- The poster for UFC on ESPN: Holloway vs. Allen
- Promotion: Ultimate Fighting Championship
- Date: April 15, 2023
- Venue: T-Mobile Center
- City: Kansas City, Missouri, United States
- Attendance: 16,234
- Total gate: $2,180,096

Event chronology
| UFC 287: Pereira vs. Adesanya 2 | UFC on ESPN: Holloway vs. Allen | UFC Fight Night: Pavlovich vs. Blaydes |

= UFC on ESPN: Holloway vs. Allen =

Mixed martial arts event in 2023

UFC on ESPN: Holloway vs. Allen (also known as UFC on ESPN 44) was a mixed martial arts event produced by the Ultimate Fighting Championship that took place on April 15, 2023, at the T-Mobile Center in Kansas City, Missouri, United States.

==Background==
The event marked the promotion's second visit to Kansas City and first since UFC on Fox: Johnson vs. Reis in April 2017.

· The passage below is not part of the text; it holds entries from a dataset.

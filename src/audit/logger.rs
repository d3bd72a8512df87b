//! Append-only audit log writer and reader
//!
//! Each entry is one JSON object per line, flushed as soon as it is written.

use std::fs::{File, OpenOptions};
use std::io::{BufRead, BufReader, Write};
use std::path::PathBuf;

use crate::error::{FinanceError, FinanceResult};

use super::entry::AuditEntry;

#[derive(Debug, Clone)]
pub struct AuditLogger {
    log_path: PathBuf,
}

impl AuditLogger {
    pub fn new(log_path: PathBuf) -> Self {
        Self { log_path }
    }

    /// Append one entry
    pub fn log(&self, entry: &AuditEntry) -> FinanceResult<()> {
        self.log_batch(std::slice::from_ref(entry))
    }

    /// Append several entries with a single flush
    pub fn log_batch(&self, entries: &[AuditEntry]) -> FinanceResult<()> {
        if entries.is_empty() {
            return Ok(());
        }

        if let Some(parent) = self.log_path.parent() {
            std::fs::create_dir_all(parent)?;
        }

        let mut file = OpenOptions::new()
            .create(true)
            .append(true)
            .open(&self.log_path)
            .map_err(|e| FinanceError::Io(format!("Failed to open audit log: {}", e)))?;

        for entry in entries {
            let json = serde_json::to_string(entry).map_err(|e| {
                FinanceError::Json(format!("Failed to serialize audit entry: {}", e))
            })?;
            writeln!(file, "{}", json)
                .map_err(|e| FinanceError::Io(format!("Failed to write audit entry: {}", e)))?;
        }

        file.flush()
            .map_err(|e| FinanceError::Io(format!("Failed to flush audit log: {}", e)))?;

        Ok(())
    }

    /// All entries, oldest first
    pub fn read_all(&self) -> FinanceResult<Vec<AuditEntry>> {
        if !self.log_path.exists() {
            return Ok(Vec::new());
        }

        let file = File::open(&self.log_path)
            .map_err(|e| FinanceError::Io(format!("Failed to open audit log: {}", e)))?;

        let mut entries = Vec::new();
        for (line_num, line) in BufReader::new(file).lines().enumerate() {
            let line = line.map_err(|e| {
                FinanceError::Io(format!("Failed to read audit log line {}: {}", line_num + 1, e))
            })?;

            if line.trim().is_empty() {
                continue;
            }

            let entry: AuditEntry = serde_json::from_str(&line).map_err(|e| {
                FinanceError::Json(format!(
                    "Failed to parse audit entry at line {}: {}",
                    line_num + 1,
                    e
                ))
            })?;
            entries.push(entry);
        }

        Ok(entries)
    }

    /// The last `count` entries, oldest first
    pub fn read_recent(&self, count: usize) -> FinanceResult<Vec<AuditEntry>> {
        let mut all = self.read_all()?;
        let start = all.len().saturating_sub(count);
        Ok(all.split_off(start))
    }

    pub fn path(&self) -> &PathBuf {
        &self.log_path
    }
}
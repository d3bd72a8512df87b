//! Audit logging
//!
//! Every tracker mutation is appended to a JSON-lines log with a timestamp,
//! the operation, the affected entity and, where useful, before/after values
//! and a short diff. Decode fallbacks at startup are logged as warnings.

mod diff;
mod entry;
mod logger;

pub use diff::generate_diff;
pub use entry::{AuditEntry, EntityType, Operation};
pub use logger::AuditLogger;
//! Display currency
//!
//! The currency is only a label shown next to amounts. No conversion is
//! ever performed.

use serde::{Deserialize, Serialize};
use std::fmt;

pub const DEFAULT_CURRENCY: &str = "MYR";

/// Free-text currency code such as "MYR" or "USD"
#[derive(Debug, Clone, PartialEq, Eq, Hash, Serialize, Deserialize)]
#[serde(transparent)]
pub struct Currency(String);

impl Currency {
    /// Create a currency label, trimmed and upper-cased
    pub fn new(code: impl AsRef<str>) -> Self {
        Self(code.as_ref().trim().to_uppercase())
    }

    pub fn code(&self) -> &str {
        &self.0
    }
}

impl Default for Currency {
    fn default() -> Self {
        Self(DEFAULT_CURRENCY.to_string())
    }
}

impl fmt::Display for Currency {
    fn fmt(&self, f: &mut fmt::Formatter<'_>) -> fmt::Result {
        f.write_str(&self.0)
    }
}
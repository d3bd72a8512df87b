//! CLI command for data export

use clap::Args;
use std::fs::File;
use std::io::{self, BufWriter, Write};
use std::path::PathBuf;

use crate::error::{FinanceError, FinanceResult};
use crate::export::{export_json, export_transactions_csv, export_yaml, ExportFormat};
use crate::services::FinanceTracker;
use crate::storage::KeyValueStore;

/// Export options
#[derive(Args, Debug)]
pub struct ExportArgs {
    /// Export format: json, yaml or csv (transactions only)
    #[arg(short, long, default_value = "json")]
    pub format: ExportFormat,

    /// Output file path; stdout when omitted
    #[arg(short, long)]
    pub output: Option<PathBuf>,
}

/// Handle the export command
pub fn handle_export_command<S: KeyValueStore>(
    tracker: &FinanceTracker<S>,
    args: ExportArgs,
) -> FinanceResult<()> {
    match &args.output {
        Some(path) => {
            let file = File::create(path).map_err(|e| {
                FinanceError::Export(format!("Failed to create {}: {}", path.display(), e))
            })?;
            let mut writer = BufWriter::new(file);
            write_export(tracker, args.format, &mut writer)?;
            writer
                .flush()
                .map_err(|e| FinanceError::Export(e.to_string()))?;

            match args.format {
                ExportFormat::Csv => println!(
                    "Exported {} transactions to: {}",
                    tracker.transactions().len(),
                    path.display()
                ),
                _ => println!("Full snapshot exported to: {}", path.display()),
            }
        }
        None => {
            let stdout = io::stdout();
            let mut writer = stdout.lock();
            write_export(tracker, args.format, &mut writer)?;
        }
    }

    Ok(())
}

fn write_export<S: KeyValueStore, W: Write>(
    tracker: &FinanceTracker<S>,
    format: ExportFormat,
    writer: &mut W,
) -> FinanceResult<()> {
    match format {
        ExportFormat::Json => {
            export_json(tracker, writer, true)?;
            writeln!(writer).map_err(|e| FinanceError::Export(e.to_string()))
        }
        ExportFormat::Yaml => export_yaml(tracker, writer),
        ExportFormat::Csv => export_transactions_csv(tracker, writer),
    }
}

A featherweight bout between former UFC Featherweight Champion Max Holloway and Arnold Allen headlined the event.

A bantamweight bout between Danaa Batgerel and Brady Hiestand was scheduled for the event. However, the pair was moved to UFC Fight Night: Pavlovich vs. Blaydes a week later for undisclosed reasons.

A heavyweight bout between Jake Collier and Martin Buday was expected to take place at this event. However, the bout was moved to UFC Fight Night: Tsarukyan vs. Moicano for unknown reasons.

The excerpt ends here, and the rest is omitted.